## TASK TO COMPLETE
Which lines below mention "match"? Pick each one out.
---------- RECORDS SUPPLIED
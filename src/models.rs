// src/models.rs

//! The profile store document and its building blocks.

use serde::{Deserialize, Deserializer, Serialize};
use std::collections::BTreeMap;
use std::fmt;

// --- PROFILE STORE MODELS (what is read from and written to config.yaml) ---

/// A single environment variable assignment of a profile.
///
/// Values are kept exactly as written in the store; resolution (home
/// expansion, `$VAR` references, `$(...)` substitution) happens at launch.
#[derive(Serialize, Deserialize, Debug, Clone, PartialEq, Eq)]
pub struct Env {
    /// Variable name.
    pub name: String,
    /// Raw value, before resolution.
    #[serde(deserialize_with = "scalar_as_string")]
    pub value: String,
}

impl Env {
    /// Creates a new `NAME=VALUE` pair.
    pub fn new(name: impl Into<String>, value: impl Into<String>) -> Self {
        Self {
            name: name.into(),
            value: value.into(),
        }
    }
}

impl fmt::Display for Env {
    fn fmt(&self, f: &mut fmt::Formatter<'_>) -> fmt::Result {
        write!(f, "{}={}", self.name, self.value)
    }
}

/// The nested namespace of profiles, keyed by segment name.
///
/// The same type is used at the root of the store and for the children of
/// every profile. Keys are kept sorted so the file stays stable across saves.
#[derive(Serialize, Debug, Clone, Default, PartialEq)]
#[serde(transparent)]
pub struct Profiles(pub(crate) BTreeMap<String, Profile>);

impl<'de> Deserialize<'de> for Profiles {
    /// A node written as an empty placeholder (`lab:` with nothing under it)
    /// is an empty profile, at any depth.
    fn deserialize<D>(deserializer: D) -> Result<Self, D::Error>
    where
        D: Deserializer<'de>,
    {
        let nodes = BTreeMap::<String, Option<Profile>>::deserialize(deserializer)?;
        Ok(Self(
            nodes
                .into_iter()
                .map(|(name, node)| (name, node.unwrap_or_default()))
                .collect(),
        ))
    }
}

impl Profiles {
    /// Returns the direct child with the given segment name.
    pub fn get(&self, name: &str) -> Option<&Profile> {
        self.0.get(name)
    }

    /// Iterates over the direct children in name order.
    pub fn iter(&self) -> impl Iterator<Item = (&String, &Profile)> {
        self.0.iter()
    }

    /// Number of direct children.
    pub fn len(&self) -> usize {
        self.0.len()
    }

    /// Whether there are no direct children.
    pub fn is_empty(&self) -> bool {
        self.0.is_empty()
    }
}

/// A profile node. A node without envs but with children is a pure group.
#[derive(Serialize, Deserialize, Debug, Clone, Default, PartialEq)]
pub struct Profile {
    /// Free-form description.
    #[serde(default, skip_serializing_if = "String::is_empty", deserialize_with = "nullable")]
    pub desc: String,
    /// Variables, in the order they are resolved and applied.
    #[serde(default, skip_serializing_if = "Vec::is_empty", deserialize_with = "nullable")]
    pub env: Vec<Env>,
    /// Runs before the target, unless skipped.
    #[serde(rename = "init-script", default, skip_serializing_if = "Option::is_none")]
    pub init_script: Option<InitScript>,
    /// Any other key at this level is a nested profile.
    #[serde(flatten)]
    pub children: Profiles,
}

impl Profile {
    /// Creates a profile with a description and a list of envs.
    pub fn new(desc: impl Into<String>, env: Vec<Env>) -> Self {
        Self {
            desc: desc.into(),
            env,
            ..Default::default()
        }
    }

    /// Returns the init-scripts of this profile as an ordered list.
    pub fn init_scripts(&self) -> Vec<&str> {
        self.init_script
            .as_ref()
            .map(InitScript::scripts)
            .unwrap_or_default()
    }
}

/// Shell fragments run right before the target command or shell.
///
/// In the file this is either a bare string or a list of maps carrying a
/// `run` key; list entries without `run` are dropped when decoding.
#[derive(Serialize, Deserialize, Debug, Clone, PartialEq, Eq)]
#[serde(from = "RawInitScript", into = "RawInitScript")]
pub enum InitScript {
    /// `init-script: "..."`
    Single(String),
    /// `init-script: [{ run: "..." }, ...]`
    Sequence(Vec<String>),
}

impl InitScript {
    /// Normalizes the script into an ordered list of fragments.
    pub fn scripts(&self) -> Vec<&str> {
        match self {
            Self::Single(script) => vec![script.as_str()],
            Self::Sequence(scripts) => scripts.iter().map(String::as_str).collect(),
        }
    }
}

/// On-disk shape of `init-script`.
#[derive(Serialize, Deserialize, Debug, Clone)]
#[serde(untagged)]
enum RawInitScript {
    Single(String),
    Sequence(Vec<serde_yaml::Value>),
}

impl From<RawInitScript> for InitScript {
    fn from(raw: RawInitScript) -> Self {
        match raw {
            RawInitScript::Single(script) => Self::Single(script),
            RawInitScript::Sequence(entries) => Self::Sequence(
                entries
                    .iter()
                    .filter_map(|entry| {
                        let run = entry.get("run").and_then(scalar_to_string);
                        if run.is_none() {
                            log::warn!("Ignoring init-script entry without a 'run' key: {:?}", entry);
                        }
                        run
                    })
                    .collect(),
            ),
        }
    }
}

impl From<InitScript> for RawInitScript {
    fn from(script: InitScript) -> Self {
        match script {
            InitScript::Single(script) => Self::Single(script),
            InitScript::Sequence(scripts) => Self::Sequence(
                scripts
                    .into_iter()
                    .map(|run| {
                        let mut entry = serde_yaml::Mapping::new();
                        entry.insert("run".into(), serde_yaml::Value::String(run));
                        serde_yaml::Value::Mapping(entry)
                    })
                    .collect(),
            ),
        }
    }
}

/// The whole profile store: the default profile name and the profile tree.
#[derive(Serialize, Deserialize, Debug, Clone, Default, PartialEq)]
pub struct Config {
    /// Name of the profile used when none is given. Empty when unset.
    #[serde(default, deserialize_with = "nullable")]
    pub default: String,
    /// Root of the profile tree.
    #[serde(default, deserialize_with = "nullable")]
    pub profiles: Profiles,
}

// --- RUNTIME MODELS (never persisted) ---

/// A profile found by its dotted path, as returned by a lookup on `Config`.
#[derive(Debug, Clone, Copy)]
pub struct ResolvedProfile<'a> {
    /// Dotted path it was found under.
    pub name: &'a str,
    /// The node itself.
    pub profile: &'a Profile,
    /// Whether it is the store's default.
    pub is_default: bool,
}

// --- SERDE HELPERS ---

/// Treats an explicit YAML `null` as the type's default value.
fn nullable<'de, D, T>(deserializer: D) -> Result<T, D::Error>
where
    D: Deserializer<'de>,
    T: Deserialize<'de> + Default,
{
    Ok(Option::<T>::deserialize(deserializer)?.unwrap_or_default())
}

/// Accepts strings, numbers and booleans for env values (`PORT: 8080`).
fn scalar_as_string<'de, D>(deserializer: D) -> Result<String, D::Error>
where
    D: Deserializer<'de>,
{
    let value = serde_yaml::Value::deserialize(deserializer)?;
    match value {
        serde_yaml::Value::Null => Ok(String::new()),
        other => scalar_to_string(&other).ok_or_else(|| {
            serde::de::Error::custom(format!("expected a scalar env value, found {:?}", other))
        }),
    }
}

fn scalar_to_string(value: &serde_yaml::Value) -> Option<String> {
    match value {
        serde_yaml::Value::String(s) => Some(s.clone()),
        serde_yaml::Value::Number(n) => Some(n.to_string()),
        serde_yaml::Value::Bool(b) => Some(b.to_string()),
        _ => None,
    }
}

#[cfg(test)]
mod tests {
    use super::*;

    const SAMPLE: &str = r#"
default: lab.cluster1
profiles:
  docker:
    desc: local docker
    env:
      - name: DOCKER_HOST
        value: ssh://me@host
    init-script: echo hello
  lab:
    desc: lab group
    cluster1:
      env:
        - name: KUBECONFIG
          value: ~/.kube/lab1
        - name: PORT
          value: 8080
      init-script:
        - run: echo one
        - name: no run key here
        - run: echo two
"#;

    #[test]
    fn test_parse_nested_profiles_with_inline_children() {
        let config: Config = serde_yaml::from_str(SAMPLE).unwrap();
        assert_eq!(config.default, "lab.cluster1");

        let lab = config.profiles.get("lab").unwrap();
        assert_eq!(lab.desc, "lab group");
        assert!(lab.env.is_empty());

        let cluster1 = lab.children.get("cluster1").unwrap();
        assert_eq!(cluster1.env.len(), 2);
        assert_eq!(cluster1.env[1], Env::new("PORT", "8080"));
    }

    #[test]
    fn test_empty_placeholder_nodes_load_at_every_depth() {
        let config: Config = serde_yaml::from_str("profiles:\n  lab:\n    cluster1:\n  docker:\n").unwrap();

        let lab = config.profiles.get("lab").unwrap();
        assert_eq!(lab.children.get("cluster1"), Some(&Profile::default()));
        assert_eq!(config.profiles.get("docker"), Some(&Profile::default()));
        assert!(config.profiles.list_names().is_empty());
    }

    #[test]
    fn test_init_script_entries_without_run_are_dropped() {
        let config: Config = serde_yaml::from_str(SAMPLE).unwrap();
        let cluster1 = config.profiles.get("lab").unwrap().children.get("cluster1").unwrap();
        assert_eq!(cluster1.init_scripts(), vec!["echo one", "echo two"]);

        let docker = config.profiles.get("docker").unwrap();
        assert_eq!(docker.init_scripts(), vec!["echo hello"]);
    }

    #[test]
    fn test_serialized_form_reads_back_identically() {
        let config: Config = serde_yaml::from_str(SAMPLE).unwrap();
        let yaml = serde_yaml::to_string(&config).unwrap();

        // Empty fields are omitted and children are written inline.
        assert!(!yaml.contains("children"));
        assert!(yaml.contains("init-script"));

        let reread: Config = serde_yaml::from_str(&yaml).unwrap();
        assert_eq!(reread, config);
    }

    #[test]
    fn test_null_sections_fall_back_to_defaults() {
        let config: Config = serde_yaml::from_str("default:\nprofiles:\n").unwrap();
        assert!(config.default.is_empty());
        assert!(config.profiles.is_empty());
    }

    #[test]
    fn test_env_display_is_key_value() {
        assert_eq!(Env::new("A", "b=c").to_string(), "A=b=c");
    }
}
--------------------
## OUTPUT FOR THIS TASK
        match self {
        match raw {
        match script {
    match value {
    match value {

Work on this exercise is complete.